Accelerated Query Federation
When acceleration is enabled for query federation, Data 360 maintains a local data cache that is updated at set intervals. Accelerated queries access the local data cache instead of querying the data source directly.
- Use Cases: Accelerated data federation is best when queries are frequent and data doesn’t change frequently. Enabling acceleration improves performance for frequent access patterns by keeping a local cache that’s updated on scheduled intervals. Accelerated data federation is suitable for dashboards and segmentation. If your data changes more frequently than your cache is updated, acceleration isn’t suitable for sub-second decisions.
- Data Source Location: External data lake
- Data Freshness: Freshness depends on the selected cache interval, which is configurable from 15 minutes to 7 days.
- Performance Drivers: Reduces latency compared to repeated live queries.
- Credit Consumption Considerations:
- Credits are consumed per row of data added to or updated in the cache. Credits are consumed in the Batch Data Pipeline usage type when the cache is updated.
- Credits are also consumed by use of data queries when the cache is queried.
- The accelerated query cache can contribute to usage of your org’s Data 360 storage.

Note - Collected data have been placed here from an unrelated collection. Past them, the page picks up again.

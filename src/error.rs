use thiserror::Error;

/// SQL Server error numbers that signal a rejected write rather than a
/// general failure: unique key (2627), unique index (2601), check or
/// foreign key constraint (547).
pub const CONSTRAINT_ERROR_CODES: [u32; 3] = [2627, 2601, 547];

#[derive(Debug, Error)]
pub enum CatalogDbError {
    #[cfg(feature = "mssql")]
    #[error(transparent)]
    MssqlError(#[from] tiberius::error::Error),

    #[error("Configuration error: {0}")]
    ConfigError(String),

    #[error("Connection error: {0}")]
    ConnectionError(String),

    #[error("Constraint violation: {0}")]
    ConstraintViolation(String),

    #[error("Not found: {0}")]
    NotFound(String),

    #[error("Parameter conversion error: {0}")]
    ParameterError(String),

    #[error("Request could not be issued: {0}")]
    SynchronousInvocation(String),

    #[error("Database error: {0}")]
    DriverError(String),
}

/// Coarse classification of a [`CatalogDbError`], for callers that map
/// failures onto responses without inspecting message text.
#[derive(Debug, Clone, Copy, PartialEq, Eq, Hash)]
pub enum ErrorKind {
    Connection,
    ConstraintViolation,
    NotFound,
    Invocation,
    Other,
}

impl CatalogDbError {
    #[must_use]
    pub fn kind(&self) -> ErrorKind {
        match self {
            Self::ConnectionError(_) => ErrorKind::Connection,
            Self::ConstraintViolation(_) => ErrorKind::ConstraintViolation,
            Self::NotFound(_) => ErrorKind::NotFound,
            Self::SynchronousInvocation(_) => ErrorKind::Invocation,
            #[cfg(feature = "mssql")]
            Self::MssqlError(err) => match err {
                tiberius::error::Error::Server(token) if is_constraint_code(token.code()) => {
                    ErrorKind::ConstraintViolation
                }
                _ => ErrorKind::Other,
            },
            Self::ConfigError(_) | Self::ParameterError(_) | Self::DriverError(_) => {
                ErrorKind::Other
            }
        }
    }

    /// True when the server rejected a write because of a uniqueness or
    /// check constraint.
    #[must_use]
    pub fn is_constraint_violation(&self) -> bool {
        self.kind() == ErrorKind::ConstraintViolation
    }
}

#[must_use]
pub fn is_constraint_code(code: u32) -> bool {
    CONSTRAINT_ERROR_CODES.contains(&code)
}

- Credit consumption for accelerated queries is similar to credit consumption for the same amount of batch data via batch data ingestion.
File Federation
In file federation, Data 360 uses metadata from the data source to build virtual tables, which are used to access and read files in the data source.
- Use Cases: File federation is best for large-scale batch processing and for AI and machine learning model training. File federation is ideal for historical analytics and petabyte-scale reporting. It isn’t suitable for real-time dashboarding.
- Data Source Location: Cloud object stores or cloud data lakes
- Data Freshness: Freshness depends on how often the source files are updated.
- Performance Drivers: Performance depends heavily on object format, partitioning, and external system throughput. Use partitioned, columnar formats (Parquet).
- Credit Consumption Considerations:
- When using an AWS setup that is in the same region as your Data 360 tenant, credits aren’t consumed for rows accessed. For example, if the customer has data in S3 in US-East-1 and their Data 360 tenant is also in US-East-1, then there credits aren’t consumed for rows accessed from the customer’s data source by Data 360.
- If your AWS setup in a different region than your Data 360 tenant or uses a different cloud, such as Azure, then the you consume credits for rows accessed.